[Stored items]

---*---

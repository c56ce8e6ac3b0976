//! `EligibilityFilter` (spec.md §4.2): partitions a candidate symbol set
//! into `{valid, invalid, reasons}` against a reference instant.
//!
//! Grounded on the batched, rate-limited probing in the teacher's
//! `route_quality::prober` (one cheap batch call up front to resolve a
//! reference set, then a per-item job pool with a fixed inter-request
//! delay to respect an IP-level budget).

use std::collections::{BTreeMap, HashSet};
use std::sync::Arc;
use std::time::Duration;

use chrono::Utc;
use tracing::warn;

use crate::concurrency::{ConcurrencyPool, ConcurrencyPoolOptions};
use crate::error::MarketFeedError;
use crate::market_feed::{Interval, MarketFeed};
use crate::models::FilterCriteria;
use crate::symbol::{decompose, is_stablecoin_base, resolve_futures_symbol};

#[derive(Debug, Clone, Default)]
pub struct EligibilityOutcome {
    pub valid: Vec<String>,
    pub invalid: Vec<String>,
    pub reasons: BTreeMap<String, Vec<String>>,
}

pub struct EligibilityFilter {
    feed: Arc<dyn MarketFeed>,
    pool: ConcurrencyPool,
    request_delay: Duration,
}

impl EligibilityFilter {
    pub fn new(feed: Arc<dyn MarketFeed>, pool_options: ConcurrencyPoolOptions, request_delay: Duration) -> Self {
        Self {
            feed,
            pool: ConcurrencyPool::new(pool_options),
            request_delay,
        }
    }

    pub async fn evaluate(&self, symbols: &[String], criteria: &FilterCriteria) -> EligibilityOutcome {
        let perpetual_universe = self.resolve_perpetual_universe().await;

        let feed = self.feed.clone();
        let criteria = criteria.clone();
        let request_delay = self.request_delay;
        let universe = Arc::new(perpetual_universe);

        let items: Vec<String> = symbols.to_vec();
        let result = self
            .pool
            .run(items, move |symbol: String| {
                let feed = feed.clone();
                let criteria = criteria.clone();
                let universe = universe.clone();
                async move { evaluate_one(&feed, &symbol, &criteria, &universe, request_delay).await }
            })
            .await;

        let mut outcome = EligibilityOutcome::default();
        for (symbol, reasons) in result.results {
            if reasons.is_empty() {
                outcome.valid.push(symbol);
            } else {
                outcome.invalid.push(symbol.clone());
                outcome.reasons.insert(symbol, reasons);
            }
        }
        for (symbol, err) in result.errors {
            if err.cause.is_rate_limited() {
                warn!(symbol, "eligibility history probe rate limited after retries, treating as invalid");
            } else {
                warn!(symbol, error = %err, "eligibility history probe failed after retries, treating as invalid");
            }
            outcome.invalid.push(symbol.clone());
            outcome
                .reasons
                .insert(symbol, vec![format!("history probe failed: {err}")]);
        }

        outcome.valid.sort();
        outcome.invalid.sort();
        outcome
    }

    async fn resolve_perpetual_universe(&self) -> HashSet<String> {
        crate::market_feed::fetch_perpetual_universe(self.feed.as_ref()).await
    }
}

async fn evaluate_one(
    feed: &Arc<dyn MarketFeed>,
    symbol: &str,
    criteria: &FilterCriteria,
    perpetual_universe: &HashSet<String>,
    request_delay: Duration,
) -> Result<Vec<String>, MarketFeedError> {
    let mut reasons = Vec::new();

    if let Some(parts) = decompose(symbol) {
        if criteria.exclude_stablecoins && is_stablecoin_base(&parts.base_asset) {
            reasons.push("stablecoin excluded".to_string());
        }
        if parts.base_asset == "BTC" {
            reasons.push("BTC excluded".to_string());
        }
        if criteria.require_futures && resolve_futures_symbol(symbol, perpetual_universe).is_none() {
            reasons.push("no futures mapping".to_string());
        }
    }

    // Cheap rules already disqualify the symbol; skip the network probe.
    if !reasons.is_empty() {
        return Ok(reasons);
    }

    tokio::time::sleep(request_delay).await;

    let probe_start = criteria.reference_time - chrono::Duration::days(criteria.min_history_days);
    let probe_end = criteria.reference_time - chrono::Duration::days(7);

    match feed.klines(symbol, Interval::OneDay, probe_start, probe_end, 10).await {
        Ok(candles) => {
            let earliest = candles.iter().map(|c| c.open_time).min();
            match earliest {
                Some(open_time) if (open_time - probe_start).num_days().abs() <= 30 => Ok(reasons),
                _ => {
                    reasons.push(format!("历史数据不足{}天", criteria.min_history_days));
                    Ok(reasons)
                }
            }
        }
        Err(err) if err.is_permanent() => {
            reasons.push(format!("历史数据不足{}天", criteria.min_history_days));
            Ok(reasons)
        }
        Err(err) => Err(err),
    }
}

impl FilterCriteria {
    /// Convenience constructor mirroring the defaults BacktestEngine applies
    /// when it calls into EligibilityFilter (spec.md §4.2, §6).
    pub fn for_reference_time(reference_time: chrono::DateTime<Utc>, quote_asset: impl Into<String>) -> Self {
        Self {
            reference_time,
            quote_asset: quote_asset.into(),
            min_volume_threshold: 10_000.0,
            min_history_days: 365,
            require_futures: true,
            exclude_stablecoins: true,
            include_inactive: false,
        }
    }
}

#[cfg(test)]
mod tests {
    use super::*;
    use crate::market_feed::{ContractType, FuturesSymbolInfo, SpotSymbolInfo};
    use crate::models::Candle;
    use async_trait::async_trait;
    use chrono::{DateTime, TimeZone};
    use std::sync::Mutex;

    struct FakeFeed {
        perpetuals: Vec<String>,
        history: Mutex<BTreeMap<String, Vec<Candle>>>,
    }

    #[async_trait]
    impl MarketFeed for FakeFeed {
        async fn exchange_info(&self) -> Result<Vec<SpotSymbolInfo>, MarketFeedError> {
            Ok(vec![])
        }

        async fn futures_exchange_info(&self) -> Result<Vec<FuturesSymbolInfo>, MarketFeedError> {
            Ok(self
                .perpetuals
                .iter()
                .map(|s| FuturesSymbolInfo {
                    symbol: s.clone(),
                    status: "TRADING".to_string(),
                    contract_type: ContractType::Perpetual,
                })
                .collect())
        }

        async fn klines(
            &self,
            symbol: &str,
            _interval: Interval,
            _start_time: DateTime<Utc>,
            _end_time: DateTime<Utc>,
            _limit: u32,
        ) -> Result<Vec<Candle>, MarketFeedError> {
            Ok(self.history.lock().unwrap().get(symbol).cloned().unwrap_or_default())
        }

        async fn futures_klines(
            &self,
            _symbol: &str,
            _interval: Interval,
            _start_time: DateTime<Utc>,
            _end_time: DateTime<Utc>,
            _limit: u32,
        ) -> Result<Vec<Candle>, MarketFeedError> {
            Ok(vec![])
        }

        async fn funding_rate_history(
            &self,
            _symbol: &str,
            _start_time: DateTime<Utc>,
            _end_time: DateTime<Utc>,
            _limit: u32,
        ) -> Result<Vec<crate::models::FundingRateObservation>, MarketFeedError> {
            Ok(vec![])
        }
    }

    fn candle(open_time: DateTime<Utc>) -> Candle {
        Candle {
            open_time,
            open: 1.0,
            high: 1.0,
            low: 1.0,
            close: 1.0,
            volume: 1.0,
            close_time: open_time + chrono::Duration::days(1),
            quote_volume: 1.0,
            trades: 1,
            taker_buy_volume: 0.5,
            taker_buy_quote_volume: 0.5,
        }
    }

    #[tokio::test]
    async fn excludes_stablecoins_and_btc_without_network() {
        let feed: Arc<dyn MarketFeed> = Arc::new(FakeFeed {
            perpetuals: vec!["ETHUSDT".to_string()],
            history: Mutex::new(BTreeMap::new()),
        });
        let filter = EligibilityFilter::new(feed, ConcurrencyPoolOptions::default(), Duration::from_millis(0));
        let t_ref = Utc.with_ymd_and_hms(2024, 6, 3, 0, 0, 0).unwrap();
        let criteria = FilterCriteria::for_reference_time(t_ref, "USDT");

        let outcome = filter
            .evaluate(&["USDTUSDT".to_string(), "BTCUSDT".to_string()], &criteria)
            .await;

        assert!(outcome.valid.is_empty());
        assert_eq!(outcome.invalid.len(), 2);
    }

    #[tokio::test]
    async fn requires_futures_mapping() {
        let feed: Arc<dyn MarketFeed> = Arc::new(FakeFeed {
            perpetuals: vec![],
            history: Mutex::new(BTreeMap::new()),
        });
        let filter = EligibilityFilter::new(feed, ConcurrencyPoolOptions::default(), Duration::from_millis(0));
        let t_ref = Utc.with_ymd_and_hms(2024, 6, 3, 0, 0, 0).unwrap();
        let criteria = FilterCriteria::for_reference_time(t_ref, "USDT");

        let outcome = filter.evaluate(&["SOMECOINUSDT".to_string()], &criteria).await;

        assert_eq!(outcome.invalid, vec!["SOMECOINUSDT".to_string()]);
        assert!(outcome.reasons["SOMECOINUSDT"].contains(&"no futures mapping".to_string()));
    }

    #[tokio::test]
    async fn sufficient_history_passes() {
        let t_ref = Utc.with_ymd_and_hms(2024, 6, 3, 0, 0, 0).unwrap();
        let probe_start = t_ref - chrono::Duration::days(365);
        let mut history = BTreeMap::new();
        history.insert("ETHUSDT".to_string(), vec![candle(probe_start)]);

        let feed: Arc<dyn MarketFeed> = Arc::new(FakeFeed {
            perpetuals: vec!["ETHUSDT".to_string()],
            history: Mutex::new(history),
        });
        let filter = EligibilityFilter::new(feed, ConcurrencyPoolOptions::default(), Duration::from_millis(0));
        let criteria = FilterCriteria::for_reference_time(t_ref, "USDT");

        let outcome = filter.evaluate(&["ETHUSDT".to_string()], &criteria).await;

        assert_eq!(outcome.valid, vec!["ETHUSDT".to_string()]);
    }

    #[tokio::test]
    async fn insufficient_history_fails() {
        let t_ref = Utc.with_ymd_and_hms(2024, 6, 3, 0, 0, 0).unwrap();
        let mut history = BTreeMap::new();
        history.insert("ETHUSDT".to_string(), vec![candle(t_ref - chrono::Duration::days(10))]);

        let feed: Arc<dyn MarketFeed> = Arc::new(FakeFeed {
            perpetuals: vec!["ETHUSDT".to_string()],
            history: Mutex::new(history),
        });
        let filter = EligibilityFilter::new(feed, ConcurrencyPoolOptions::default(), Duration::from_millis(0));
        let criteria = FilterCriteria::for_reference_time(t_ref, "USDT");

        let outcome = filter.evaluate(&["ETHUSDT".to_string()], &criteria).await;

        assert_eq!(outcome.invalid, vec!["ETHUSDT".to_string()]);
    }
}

---*---

◆ **Activity**:
Using the data above, print exactly the lines from the line that contains "chrono::DateTime<Utc>, quote_asset: impl" through the line that contains "use super::*;", with both included.

◆ **Response to the exercise**:
    pub fn for_reference_time(reference_time: chrono::DateTime<Utc>, quote_asset: impl Into<String>) -> Self {
        Self {
            reference_time,
            quote_asset: quote_asset.into(),
            min_volume_threshold: 10_000.0,
            min_history_days: 365,
            require_futures: true,
            exclude_stablecoins: true,
            include_inactive: false,
        }
    }
}

#[cfg(test)]
mod tests {
    use super::*;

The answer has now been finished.